Me hizo reconsiderar muchas cosas que aquí, en Alemania, en Italia, en Inglaterra, donde he vivido muchos años, son consideradas como esenciales y si no las haces eres una mala mamá o tu hijo va a tener problemas en el futuro.
Relata que la forma de cuidar a su bebé, como interrumpir cualquier cosa que estuviese haciendo para atenderlo o incluso anticipar sus necesidades, empezó a llamar la atención y a generar reacciones en la comunidad, que pasaron “del humor a la preocupación”. ¿Cómo fue eso?
Por mucho tiempo, los familiares, los vecinos, me observaron. Se notaba que estaba muy cansada, muy concentrada en mi hijo y que no veía nada más, ni hacía nada más. Yo creo que era muy inútil como miembro de la familia. Me empezaron a hacer bromas sobre este amor infinito que le tenía a mi hijo. Una de las cosas que me dijeron en tono de chanza fue: “Estas mamás gringas cómo quieren a sus hijos”.

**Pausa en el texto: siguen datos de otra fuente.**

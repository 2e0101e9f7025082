use criterion::{Criterion, black_box, criterion_group, criterion_main};
use jsonpad_core::{JsonEditor, LineIndex, json, search};

fn large_json(entry_count: usize) -> String {
    let mut out = String::with_capacity(entry_count * 48);
    out.push_str("{\n");
    for i in 0..entry_count {
        out.push_str(&format!(
            "  \"node_{i:06}\": {{\"prompt\": \"value {i}\", \"seed\": {i}}},\n"
        ));
    }
    out.push_str("  \"version\": 1\n}");
    out
}

fn bench_line_index_build(c: &mut Criterion) {
    let text = large_json(20_000);
    c.bench_function("line_index_build/20k_entries", |b| {
        b.iter(|| {
            let index = LineIndex::from_text(black_box(&text));
            black_box(index.line_count());
        })
    });
}

fn bench_search_overlapping(c: &mut Criterion) {
    let text = large_json(20_000);
    c.bench_function("search/common_substring", |b| {
        b.iter(|| {
            let matches = search::find_matches(black_box(&text), "node_");
            black_box(matches.len());
        })
    });
}

fn bench_validate(c: &mut Criterion) {
    let text = large_json(20_000);
    c.bench_function("validate/20k_entries", |b| {
        b.iter(|| {
            let validity = json::validate(black_box(&text));
            black_box(validity.is_valid);
        })
    });
}

fn bench_value_swap(c: &mut Criterion) {
    let text = large_json(5_000);
    let alternate = large_json(5_001);
    c.bench_function("set_value/full_rederive", |b| {
        let mut editor = JsonEditor::new(&text);
        editor.set_query("seed");
        let mut flip = false;
        b.iter(|| {
            flip = !flip;
            editor.set_value(if flip { &alternate } else { &text });
            black_box(editor.search().matches().len());
        })
    });
}

criterion_group!(
    benches,
    bench_line_index_build,
    bench_search_overlapping,
    bench_validate,
    bench_value_swap
);
criterion_main!(benches);
//! Logical line index.
//!
//! Provides line counting and offset↔position conversion over the document
//! mirror using a Rope, supporting O(log N) access. The index is rebuilt from
//! the full text on every value change; the widget never edits it in place.

use ropey::Rope;

/// Rope-backed line index over the current document text.
///
/// Line numbers are 0-based internally; the gutter adds 1 for display.
/// An empty document has exactly one line.
pub struct LineIndex {
    rope: Rope,
}

impl LineIndex {
    /// Create an empty line index (a single empty line).
    pub fn new() -> Self {
        Self { rope: Rope::new() }
    }

    /// Build a line index from text.
    pub fn from_text(text: &str) -> Self {
        Self {
            rope: Rope::from_str(text),
        }
    }

    /// Total line count. Equals the number of `'\n'` characters plus one.
    pub fn line_count(&self) -> usize {
        self.rope.len_lines()
    }

    /// Total character count.
    pub fn char_count(&self) -> usize {
        self.rope.len_chars()
    }

    /// Total byte count.
    pub fn byte_count(&self) -> usize {
        self.rope.len_bytes()
    }

    /// Get line number and column from a character offset.
    ///
    /// Offsets past the end clamp to the final position.
    pub fn char_offset_to_position(&self, char_offset: usize) -> (usize, usize) {
        let char_offset = char_offset.min(self.rope.len_chars());

        let line_idx = self.rope.char_to_line(char_offset);
        let line_start_char = self.rope.line_to_char(line_idx);
        let char_in_line = char_offset - line_start_char;

        (line_idx, char_in_line)
    }

    /// Get the character offset for a line/column position.
    ///
    /// The column is clamped to the line length (excluding the newline).
    pub fn position_to_char_offset(&self, line: usize, column: usize) -> usize {
        if line >= self.rope.len_lines() {
            return self.rope.len_chars();
        }

        let line_start_char = self.rope.line_to_char(line);
        let line_len = if line + 1 < self.rope.len_lines() {
            self.rope.line_to_char(line + 1) - line_start_char - 1 // -1 for newline
        } else {
            self.rope.len_chars() - line_start_char
        };

        line_start_char + column.min(line_len)
    }

    /// Get the 0-based line containing a character offset.
    pub fn line_for_char_offset(&self, char_offset: usize) -> usize {
        self.char_offset_to_position(char_offset).0
    }

    /// Get the text of a line (excluding the trailing newline).
    pub fn get_line_text(&self, line_number: usize) -> Option<String> {
        if line_number >= self.rope.len_lines() {
            return None;
        }

        let mut text = self.rope.line(line_number).to_string();

        if text.ends_with('\n') {
            text.pop();
        }

        Some(text)
    }

    /// Get the complete text.
    pub fn get_text(&self) -> String {
        self.rope.to_string()
    }
}

impl Default for LineIndex {
    fn default() -> Self {
        Self::new()
    }
}
//! Scroll coordination across the widget's stacked surfaces.
//!
//! The widget renders as three aligned surfaces: an editable input layer
//! (caret and selection, text invisible), a read-only styled overlay, and a
//! line-number gutter. They must always show the same scroll position; the
//! coordinator is the single owner of that position and fans it out. The two
//! text layers share both axes, the gutter follows vertically only.
//!
//! Offsets are measured in `line_height` units — pixels for a pixel host,
//! rows (`line_height = 1`) for a terminal grid.

use crate::line_index::LineIndex;

/// A vertical/horizontal scroll offset pair.
#[derive(Debug, Clone, Copy, PartialEq, Eq, Default)]
pub struct ScrollPosition {
    /// Vertical offset.
    pub top: usize,
    /// Horizontal offset.
    pub left: usize,
}

/// The synchronized offsets of all three surfaces.
#[derive(Debug, Clone, Copy, PartialEq, Eq, Default)]
pub struct SurfaceScroll {
    /// Input layer offset (the scroll source).
    pub input: ScrollPosition,
    /// Overlay offset; always equals the input layer's.
    pub overlay: ScrollPosition,
    /// Gutter vertical offset; the gutter has no horizontal scroll.
    pub gutter_top: usize,
}

/// Keeps the input layer, overlay, and gutter in lock-step scroll position.
#[derive(Debug)]
pub struct ScrollSync {
    line_height: usize,
    viewport_height: usize,
    surfaces: SurfaceScroll,
}

impl ScrollSync {
    /// Create a coordinator.
    ///
    /// `line_height` is the height of one text line and `viewport_height` the
    /// visible height of the editor area, both in the same unit.
    pub fn new(line_height: usize, viewport_height: usize) -> Self {
        Self {
            line_height: line_height.max(1),
            viewport_height,
            surfaces: SurfaceScroll::default(),
        }
    }

    /// Current surface offsets.
    pub fn surfaces(&self) -> SurfaceScroll {
        self.surfaces
    }

    /// Height of one text line.
    pub fn line_height(&self) -> usize {
        self.line_height
    }

    /// Update the viewport height (the host resized or toggled expansion).
    pub fn set_viewport_height(&mut self, viewport_height: usize) {
        self.viewport_height = viewport_height;
    }

    /// Propagate an input-layer scroll to the overlay and the gutter.
    ///
    /// The overlay receives both offsets; the gutter only the vertical one.
    pub fn sync(&mut self, scroll_top: usize, scroll_left: usize) -> SurfaceScroll {
        let position = ScrollPosition {
            top: scroll_top,
            left: scroll_left,
        };
        self.surfaces = SurfaceScroll {
            input: position,
            overlay: position,
            gutter_top: scroll_top,
        };
        self.surfaces
    }

    /// Scroll so the line containing `char_offset` sits mid-viewport.
    ///
    /// The target is `(line - 1) * line_height - viewport_height / 2` for the
    /// 1-based line number, clamped at zero; the horizontal offset is
    /// preserved. Applied to the input layer and propagated via [`sync`].
    ///
    /// [`sync`]: Self::sync
    pub fn scroll_to_offset(&mut self, line_index: &LineIndex, char_offset: usize) -> SurfaceScroll {
        let line_number = line_index.line_for_char_offset(char_offset) + 1;
        let target = (line_number - 1)
            .saturating_mul(self.line_height)
            .saturating_sub(self.viewport_height / 2);
        self.sync(target, self.surfaces.input.left)
    }
}

impl Default for ScrollSync {
    fn default() -> Self {
        Self::new(1, 0)
    }
}

#[cfg(test)]
mod tests {
    use super::*;

    #[test]
    fn test_sync_fans_out() {
        let mut sync = ScrollSync::new(1, 10);
        let surfaces = sync.sync(7, 3);

        assert_eq!(surfaces.input, ScrollPosition { top: 7, left: 3 });
        assert_eq!(surfaces.overlay, surfaces.input);
        assert_eq!(surfaces.gutter_top, 7);
    }

    #[test]
    fn test_scroll_to_offset_centers_line() {
        let index = LineIndex::from_text(&"x\n".repeat(100));
        let mut sync = ScrollSync::new(1, 20);

        // Offset on line 51 (0-based 50): 50 * 1 - 20/2 = 40.
        let offset = index.position_to_char_offset(50, 0);
        let surfaces = sync.scroll_to_offset(&index, offset);
        assert_eq!(surfaces.input.top, 40);
        assert_eq!(surfaces.gutter_top, 40);
    }

    #[test]
    fn test_scroll_to_offset_clamps_at_zero() {
        let index = LineIndex::from_text("a\nb\nc");
        let mut sync = ScrollSync::new(1, 20);

        let surfaces = sync.scroll_to_offset(&index, 0);
        assert_eq!(surfaces.input.top, 0);
    }

    #[test]
    fn test_scroll_to_offset_pixel_line_height() {
        let index = LineIndex::from_text(&"x\n".repeat(100));
        // 24px lines, 480px viewport: line 11 -> 10 * 24 - 240 = 0; line 31 -> 30 * 24 - 240 = 480.
        let mut sync = ScrollSync::new(24, 480);

        let offset = index.position_to_char_offset(10, 0);
        assert_eq!(sync.scroll_to_offset(&index, offset).input.top, 0);

        let offset = index.position_to_char_offset(30, 0);
        assert_eq!(sync.scroll_to_offset(&index, offset).input.top, 480);
    }

    #[test]
    fn test_scroll_to_offset_preserves_horizontal() {
        let index = LineIndex::from_text(&"x\n".repeat(50));
        let mut sync = ScrollSync::new(1, 10);
        sync.sync(0, 12);

        let offset = index.position_to_char_offset(30, 0);
        let surfaces = sync.scroll_to_offset(&index, offset);
        assert_eq!(surfaces.input.left, 12);
        assert_eq!(surfaces.overlay.left, 12);
    }
}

Una de las diferencias más grandes que mi esposo encuentra entre los europeos y los Runa es que según él cuando a nosotros se nos muere alguien es como el fin del mundo, mientras que para él, para los Runa, es parte de lo que tiene que ser, aunque sea triste, tienen una actitud casi como la de los budistas. Saben que la muerte y el dolor son parte de la vida y no me refiero a que lo comprendan conceptualmente, sino que lo viven. Es algo que admiro mucho y que me da un poco de envidia. Y eso empieza en la niñez.
Cuenta que la gente empezó a “rebelarse” de buena manera y que cuando un vecino se llevó al bebé de paseo, su esposo al verla buscarlo frenéticamente, le dijo: “Deja de perseguir a la gente, el niño está bien”. Eso pasó varias a veces. Cuando me iba a hacer algo rápido y dejaba al niño con su papá, alguien se lo llevaba a dar una vuelta.